Could it be as one old
graffiti in Prague implies: EU=SU˛? Does the EU-ization of Europe
equals to a restoration of the universalistic world of Rome’s
Papacy, to a restaging of the Roman-Catholic Caliphate? Is this
Union a Leonard’s runner of the 21st century, or is it perhaps
Kagan’s ‘Venus’– gloomy and opaque world, warmer but equally distant
and unforeseen like ‘Mars’?
Is this a supersized
Switzerland (ruled by the cacophony of many languages and enveloped
in economic egotism of its self-centered people), with the cantons
(MS, Council of EU) still far more powerful than the central
government (the EU Parliament, Brussels’ Commission, ECJ), while
Swiss themselves –although in the geographic heart of that Union –
stubbornly continue to defy any membership.
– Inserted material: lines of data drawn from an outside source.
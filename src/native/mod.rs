//! Native client boundary
//!
//! Everything the bridge knows about `libfdb_c` lives behind [`NativeApi`]: a
//! symbol table with the fixed C signatures of the functions the bridge calls.
//! The bridge never dereferences a native pointer itself; it only passes them
//! back into the table or uses their numeric identity ([`NativeHandle`]).
//!
//! Implementations:
//! - `LibFdbC` (feature `fdb-c`): the linked system library
//! - `SimNative` (tests): an in-memory fake with its own network thread

#[cfg(feature = "fdb-c")]
mod fdb_c;
pub mod options;

#[cfg(feature = "fdb-c")]
pub use fdb_c::*;
pub use options::*;


use std::ffi::c_char;
use std::ffi::c_void;
use std::fmt;
use std::ptr;

use crate::Error;
use crate::Result;

/// `fdb_error_t`
pub type FdbErrorCode = i32;

/// `fdb_bool_t`
pub type FdbBool = i32;

/// `FDBCallback`: invoked by the native network thread once a future is ready
pub type FdbCallback = unsafe extern "C" fn(future: *mut FDBFuture, param: *mut c_void);

#[repr(C)]
pub struct FDBFuture {
    _private: [u8; 0],
}

#[repr(C)]
pub struct FDBDatabase {
    _private: [u8; 0],
}

#[repr(C)]
pub struct FDBTenant {
    _private: [u8; 0],
}

#[repr(C)]
pub struct FDBTransaction {
    _private: [u8; 0],
}

/// `FDBKeyValue`, declared with `#pragma pack(4)` in `fdb_c.h`
#[repr(C, packed(4))]
#[derive(Clone, Copy)]
pub struct FDBKeyValue {
    pub key: *const u8,
    pub key_length: i32,
    pub value: *const u8,
    pub value_length: i32,
}

/// Numeric identity of a live foreign object
///
/// Only ever compared, hashed, or turned back into a pointer for a native
/// call. Never null.
#[derive(Debug, Clone, Copy, PartialEq, Eq, Hash, PartialOrd, Ord)]
pub struct NativeHandle(usize);

impl NativeHandle {
    pub fn from_ptr<T>(ptr: *mut T) -> Option<Self> {
        if ptr.is_null() {
            None
        } else {
            Some(NativeHandle(ptr as usize))
        }
    }

    #[cfg(test)]
    pub(crate) fn from_addr(addr: usize) -> Option<Self> {
        (addr != 0).then_some(NativeHandle(addr))
    }

    pub fn addr(self) -> usize {
        self.0
    }

    pub(crate) fn as_ptr<T>(self) -> *mut T {
        self.0 as *mut T
    }
}

impl fmt::Display for NativeHandle {
    fn fmt(
        &self,
        f: &mut fmt::Formatter<'_>,
    ) -> fmt::Result {
        write!(f, "{:#x}", self.0)
    }
}

/// Out-param slot: scratch space a native constructor writes a handle into
pub(crate) struct OutSlot<T> {
    ptr: *mut T,
}

impl<T> OutSlot<T> {
    pub(crate) fn new() -> Self {
        Self {
            ptr: ptr::null_mut(),
        }
    }

    pub(crate) fn as_out(&mut self) -> *mut *mut T {
        &mut self.ptr
    }

    /// Reads the written handle back; `call` names the native call for the error.
    pub(crate) fn into_handle(
        self,
        call: &'static str,
    ) -> Result<NativeHandle> {
        NativeHandle::from_ptr(self.ptr).ok_or(Error::NullHandle(call))
    }
}

/// Converts a buffer length to the native `int` length parameter.
pub(crate) fn ffi_len(bytes: &[u8]) -> Result<i32> {
    i32::try_from(bytes.len())
        .map_err(|_| Error::InvalidArgument(format!("buffer of {} bytes exceeds native limit", bytes.len())))
}

/// Fixed-signature symbol table of the native client library.
///
/// Methods taking raw pointers are `unsafe`: callers guarantee every handle is
/// live (created by this table and not yet destroyed) and every buffer is
/// valid for the given length for the duration of the call.
pub trait NativeApi: Send + Sync + 'static {
    fn select_api_version(
        &self,
        runtime_version: i32,
        header_version: i32,
    ) -> FdbErrorCode;

    /// Returns a static, NUL terminated description of `code`.
    fn get_error(
        &self,
        code: FdbErrorCode,
    ) -> *const c_char;

    fn error_predicate(
        &self,
        predicate_test: i32,
        code: FdbErrorCode,
    ) -> FdbBool;

    unsafe fn network_set_option(
        &self,
        option: i32,
        value: *const u8,
        value_length: i32,
    ) -> FdbErrorCode;

    fn setup_network(&self) -> FdbErrorCode;

    /// Blocks the calling thread until [`NativeApi::stop_network`] is called.
    fn run_network(&self) -> FdbErrorCode;

    fn stop_network(&self) -> FdbErrorCode;

    // -
    // Futures

    unsafe fn future_cancel(
        &self,
        future: *mut FDBFuture,
    );

    unsafe fn future_destroy(
        &self,
        future: *mut FDBFuture,
    );

    unsafe fn future_release_memory(
        &self,
        future: *mut FDBFuture,
    );

    unsafe fn future_is_ready(
        &self,
        future: *mut FDBFuture,
    ) -> FdbBool;

    unsafe fn future_set_callback(
        &self,
        future: *mut FDBFuture,
        callback: FdbCallback,
        callback_parameter: *mut c_void,
    ) -> FdbErrorCode;

    unsafe fn future_get_error(
        &self,
        future: *mut FDBFuture,
    ) -> FdbErrorCode;

    unsafe fn future_get_int64(
        &self,
        future: *mut FDBFuture,
        out: *mut i64,
    ) -> FdbErrorCode;

    unsafe fn future_get_key(
        &self,
        future: *mut FDBFuture,
        out_key: *mut *const u8,
        out_key_length: *mut i32,
    ) -> FdbErrorCode;

    unsafe fn future_get_value(
        &self,
        future: *mut FDBFuture,
        out_present: *mut FdbBool,
        out_value: *mut *const u8,
        out_value_length: *mut i32,
    ) -> FdbErrorCode;

    unsafe fn future_get_keyvalue_array(
        &self,
        future: *mut FDBFuture,
        out_kv: *mut *const FDBKeyValue,
        out_count: *mut i32,
        out_more: *mut FdbBool,
    ) -> FdbErrorCode;

    // -
    // Database / tenant

    unsafe fn create_database(
        &self,
        cluster_file_path: *const c_char,
        out_database: *mut *mut FDBDatabase,
    ) -> FdbErrorCode;

    unsafe fn database_destroy(
        &self,
        database: *mut FDBDatabase,
    );

    unsafe fn database_open_tenant(
        &self,
        database: *mut FDBDatabase,
        tenant_name: *const u8,
        tenant_name_length: i32,
        out_tenant: *mut *mut FDBTenant,
    ) -> FdbErrorCode;

    unsafe fn database_create_transaction(
        &self,
        database: *mut FDBDatabase,
        out_transaction: *mut *mut FDBTransaction,
    ) -> FdbErrorCode;

    unsafe fn database_set_option(
        &self,
        database: *mut FDBDatabase,
        option: i32,
        value: *const u8,
        value_length: i32,
    ) -> FdbErrorCode;

    unsafe fn tenant_destroy(
        &self,
        tenant: *mut FDBTenant,
    );

    unsafe fn tenant_create_transaction(
        &self,
        tenant: *mut FDBTenant,
        out_transaction: *mut *mut FDBTransaction,
    ) -> FdbErrorCode;

    // -
    // Transactions

    unsafe fn transaction_destroy(
        &self,
        transaction: *mut FDBTransaction,
    );

    unsafe fn transaction_cancel(
        &self,
        transaction: *mut FDBTransaction,
    );

    unsafe fn transaction_set_option(
        &self,
        transaction: *mut FDBTransaction,
        option: i32,
        value: *const u8,
        value_length: i32,
    ) -> FdbErrorCode;

    unsafe fn transaction_set_read_version(
        &self,
        transaction: *mut FDBTransaction,
        version: i64,
    );

    unsafe fn transaction_get_read_version(
        &self,
        transaction: *mut FDBTransaction,
    ) -> *mut FDBFuture;

    unsafe fn transaction_get(
        &self,
        transaction: *mut FDBTransaction,
        key_name: *const u8,
        key_name_length: i32,
        snapshot: FdbBool,
    ) -> *mut FDBFuture;

    unsafe fn transaction_get_key(
        &self,
        transaction: *mut FDBTransaction,
        key_name: *const u8,
        key_name_length: i32,
        or_equal: FdbBool,
        offset: i32,
        snapshot: FdbBool,
    ) -> *mut FDBFuture;

    #[allow(clippy::too_many_arguments)]
    unsafe fn transaction_get_range(
        &self,
        transaction: *mut FDBTransaction,
        begin_key_name: *const u8,
        begin_key_name_length: i32,
        begin_or_equal: FdbBool,
        begin_offset: i32,
        end_key_name: *const u8,
        end_key_name_length: i32,
        end_or_equal: FdbBool,
        end_offset: i32,
        limit: i32,
        target_bytes: i32,
        mode: i32,
        iteration: i32,
        snapshot: FdbBool,
        reverse: FdbBool,
    ) -> *mut FDBFuture;

    unsafe fn transaction_set(
        &self,
        transaction: *mut FDBTransaction,
        key_name: *const u8,
        key_name_length: i32,
        value: *const u8,
        value_length: i32,
    );

    unsafe fn transaction_atomic_op(
        &self,
        transaction: *mut FDBTransaction,
        key_name: *const u8,
        key_name_length: i32,
        param: *const u8,
        param_length: i32,
        operation_type: i32,
    );

    unsafe fn transaction_clear(
        &self,
        transaction: *mut FDBTransaction,
        key_name: *const u8,
        key_name_length: i32,
    );

    unsafe fn transaction_clear_range(
        &self,
        transaction: *mut FDBTransaction,
        begin_key_name: *const u8,
        begin_key_name_length: i32,
        end_key_name: *const u8,
        end_key_name_length: i32,
    );

    unsafe fn transaction_watch(
        &self,
        transaction: *mut FDBTransaction,
        key_name: *const u8,
        key_name_length: i32,
    ) -> *mut FDBFuture;

    unsafe fn transaction_commit(
        &self,
        transaction: *mut FDBTransaction,
    ) -> *mut FDBFuture;

    unsafe fn transaction_get_committed_version(
        &self,
        transaction: *mut FDBTransaction,
        out_version: *mut i64,
    ) -> FdbErrorCode;

    unsafe fn transaction_on_error(
        &self,
        transaction: *mut FDBTransaction,
        error: FdbErrorCode,
    ) -> *mut FDBFuture;

    unsafe fn transaction_reset(
        &self,
        transaction: *mut FDBTransaction,
    );
}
Does it really matter
(and if so, to what extent) that Niall Ferguson wonders: “…the EU
lacks a common language, a common postal system, a common soccer
team (Britain as well, rem. A.B.) even a standard electric socket…“?
Kissinger himself was
allegedly looking for a phone number of Europe, too. Baron Ridley
portrayed the Union as a Fourth Reich, not only dominated by
Germany, but also institutionally Germanized. Another conservative
Briton, Larry Siedentop, remarked in his Democracy in Europe that it
is actually France who is running the EU ‘show’, in the typical
French way – less than accountable bureaucracy that prevents any
evolution of the European into an American-style United States.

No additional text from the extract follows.